Why? Why do so many Republicans support a man who seemingly gets indicted every other week? Ultimately, we have these candidates because voters chose them, even if only in polls.
Tens of millions of Americans are red-hot angry about being ignored for decades while losing economic and social opportunities. The GOP establishment responded by ignoring these ever-angrier voters. Republican leaders provided no good, conservative candidates with good, conservative solutions to the problems faced by millions. So the people chose Trump, and kept choosing Trump, to send a message.
The party is rudderless, and the cacophony of candidates only displays how deep the division is. Sure, we can’t make up our collective mind on whether Trump won in 2020, but there’s far greater reasons for concern than the fate of a three-year-old election.
What do Republicans believe anymore?
The pre-Trump GOP was, more than anything, predictable.
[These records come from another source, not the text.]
use std::collections::{BTreeSet, HashSet};

use chrono::{DateTime, Utc};
use dd_srs::ReviewState;
use serde::{Deserialize, Serialize};

/// Quiz difficulty, also used as the user's preferred level
#[derive(Debug, Clone, Copy, Default, PartialEq, Eq, Hash, Serialize, Deserialize)]
pub enum Difficulty {
    #[default]
    Beginner,
    Intermediate,
    Advanced,
}

impl Difficulty {
    /// All levels, easiest first
    pub const ALL: [Self; 3] = [Self::Beginner, Self::Intermediate, Self::Advanced];

    pub const fn as_str(self) -> &'static str {
        match self {
            Self::Beginner => "Beginner",
            Self::Intermediate => "Intermediate",
            Self::Advanced => "Advanced",
        }
    }
}

impl std::fmt::Display for Difficulty {
    fn fmt(&self, f: &mut std::fmt::Formatter<'_>) -> std::fmt::Result {
        f.write_str(self.as_str())
    }
}

/// Recipe category
#[derive(Debug, Clone, Copy, PartialEq, Eq, Hash, Serialize, Deserialize)]
pub enum RecipeCategory {
    Bread,
    Cakes,
    Cookies,
    Pastries,
    Pies,
}

impl RecipeCategory {
    pub const fn as_str(self) -> &'static str {
        match self {
            Self::Bread => "Bread",
            Self::Cakes => "Cakes",
            Self::Cookies => "Cookies",
            Self::Pastries => "Pastries",
            Self::Pies => "Pies",
        }
    }
}

/// Recipe ingredient line
#[derive(Debug, Clone, PartialEq, Eq, Serialize, Deserialize)]
pub struct Ingredient {
    pub name: String,
    #[serde(default)]
    pub amount: String,
    #[serde(default)]
    pub unit: String,
    /// What the ingredient does in the bake (e.g. "Leavening")
    #[serde(default)]
    pub importance: String,
}

/// Recipe method step
#[derive(Debug, Clone, PartialEq, Eq, Serialize, Deserialize)]
pub struct Step {
    /// 1-based position
    pub id: u32,
    pub text: String,
    #[serde(default, skip_serializing_if = "Option::is_none")]
    pub image: Option<String>,
}

/// Recipe model - built-in catalog entry or user-authored recipe
#[derive(Debug, Clone, PartialEq, Eq, Serialize, Deserialize)]
#[serde(rename_all = "camelCase")]
pub struct Recipe {
    /// Unique recipe identifier (user recipes are prefixed with `user-`)
    pub id: String,
    pub name: String,
    pub category: RecipeCategory,
    pub difficulty: Difficulty,
    pub description: String,
    pub ingredients: Vec<Ingredient>,
    pub steps: Vec<Step>,
    #[serde(default, skip_serializing_if = "Option::is_none")]
    pub bake_temp: Option<String>,
    #[serde(default, skip_serializing_if = "Option::is_none")]
    pub bake_time: Option<String>,
    /// Only user-authored recipes can be deleted
    #[serde(default)]
    pub is_user_created: bool,
}

/// Question variant, with the data only that variant carries
#[derive(Debug, Clone, PartialEq, Eq, Serialize, Deserialize)]
#[serde(tag = "type", rename_all = "kebab-case")]
pub enum QuestionKind {
    /// Pick one of `options`; always contains the correct answer
    MultipleChoice {
        #[serde(default)]
        options: Vec<String>,
    },
    /// Short typed answer, graded by exact match
    FillInBlank,
    /// Open answer, graded by the evaluation service
    FreeResponse,
}

impl QuestionKind {
    pub const fn label(&self) -> &'static str {
        match self {
            Self::MultipleChoice { .. } => "multiple-choice",
            Self::FillInBlank => "fill-in-blank",
            Self::FreeResponse => "free-response",
        }
    }
}

/// Quiz question. Immutable once produced.
#[derive(Debug, Clone, PartialEq, Eq, Serialize, Deserialize)]
#[serde(rename_all = "camelCase")]
pub struct Question {
    /// Unique question identifier, also the SRS queue key
    pub id: String,
    #[serde(flatten)]
    pub kind: QuestionKind,
    /// Prompt text
    #[serde(rename = "question")]
    pub prompt: String,
    pub correct_answer: String,
    #[serde(default, skip_serializing_if = "Option::is_none")]
    pub hint: Option<String>,
    #[serde(default)]
    pub explanation: String,
}

impl Question {
    /// Options to display, empty for typed answers
    pub fn options(&self) -> &[String] {
        match &self.kind {
            QuestionKind::MultipleChoice { options } => options,
            _ => &[],
        }
    }
}

/// Correctness of one answered question within a session
#[derive(Debug, Clone, PartialEq, Eq, Serialize, Deserialize)]
#[serde(rename_all = "camelCase")]
pub struct QuizOutcome {
    pub question: Question,
    pub is_correct: bool,
}

/// Review queue entry, unique per question id
#[derive(Debug, Clone, PartialEq, Eq, Serialize, Deserialize)]
#[serde(rename_all = "camelCase")]
pub struct SrsItem {
    pub question: Question,
    /// Recipe the question was last answered under
    pub recipe_id: String,
    pub recipe_name: String,
    /// Position on the interval ladder
    pub interval_index: usize,
    pub next_review_date: DateTime<Utc>,
}

impl SrsItem {
    pub fn review_state(&self) -> ReviewState {
        ReviewState {
            interval_index: self.interval_index,
            next_review_date: self.next_review_date,
        }
    }

    pub fn set_review_state(&mut self, state: ReviewState) {
        self.interval_index = state.interval_index;
        self.next_review_date = state.next_review_date;
    }

    pub fn is_due(&self, now: DateTime<Utc>) -> bool {
        dd_srs::is_due(self.next_review_date, now)
    }
}

/// Timed challenge definition
#[derive(Debug, Clone, PartialEq, Eq, Serialize, Deserialize)]
#[serde(rename_all = "camelCase")]
pub struct Challenge {
    pub id: String,
    pub title: String,
    pub description: String,
    /// Recipe ids the questions are drawn from
    pub recipes: Vec<String>,
    /// Countdown length in seconds
    pub time_limit: u32,
    pub bonus_points: u64,
    #[serde(default, skip_serializing_if = "Option::is_none")]
    pub category: Option<String>,
}

/// Badge catalog entry
#[derive(Debug, Clone, Copy, PartialEq, Eq, Serialize)]
pub struct Badge {
    pub id: &'static str,
    pub name: &'static str,
    pub icon: &'static str,
    pub description: &'static str,
}

/// User progress - the single persisted aggregate.
///
/// Missing fields in stored data fall back to their defaults, which is how
/// older saves are migrated.
#[derive(Debug, Clone, Default, PartialEq, Eq, Serialize, Deserialize)]
#[serde(default, rename_all = "camelCase")]
pub struct UserStats {
    pub points: u64,
    /// Consecutive calendar days with a completed session
    pub streak: u32,
    /// Earned badge ids
    pub badges: BTreeSet<String>,
    #[serde(rename = "lastCompletedRecipe", skip_serializing_if = "Option::is_none")]
    pub last_completed_recipe_id: Option<String>,
    pub preferred_difficulty: Difficulty,
    pub srs_items: Vec<SrsItem>,
    pub user_recipes: Vec<Recipe>,
    #[serde(skip_serializing_if = "Option::is_none")]
    pub last_activity_date: Option<DateTime<Utc>>,
    pub best_challenge_score: u64,
}

impl UserStats {
    /// Look up the review entry for a question
    pub fn srs_item(&self, question_id: &str) -> Option<&SrsItem> {
        self.srs_items.iter().find(|item| item.question.id == question_id)
    }

    /// Review entries due at `now`, in queue order
    pub fn due_items(&self, now: DateTime<Utc>) -> Vec<&SrsItem> {
        self.srs_items.iter().filter(|item| item.is_due(now)).collect()
    }

    pub fn has_badge(&self, badge_id: &str) -> bool {
        self.badges.contains(badge_id)
    }

    /// Restore queue invariants on loaded data.
    ///
    /// Clamps interval indices onto the ladder and drops later duplicates of a
    /// question id. Returns `true` when anything changed.
    pub fn repair(&mut self) -> bool {
        let mut changed = false;

        for item in &mut self.srs_items {
            let clamped = dd_srs::clamp_index(item.interval_index);
            if clamped != item.interval_index {
                item.interval_index = clamped;
                changed = true;
            }
        }

        let before = self.srs_items.len();
        let mut seen = HashSet::new();
        self.srs_items
            .retain(|item| seen.insert(item.question.id.clone()));
        changed |= self.srs_items.len() != before;

        changed
    }
}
The Republican party line was predictably pro-big business, anti-union, with some unsteady mix of libertarianism and social conservatism depending on the issue. Now, the Republican platform is chaos.
For example, DeSantis earned the adulation of social conservatives by putting the screws to Disney as part of his broader anti-"woke" agenda. Yet no less a voice than Pence – and more important, DeSantis’ now presidential primary rival – has castigated the governor's campaign as “following in the footsteps of the radical left.”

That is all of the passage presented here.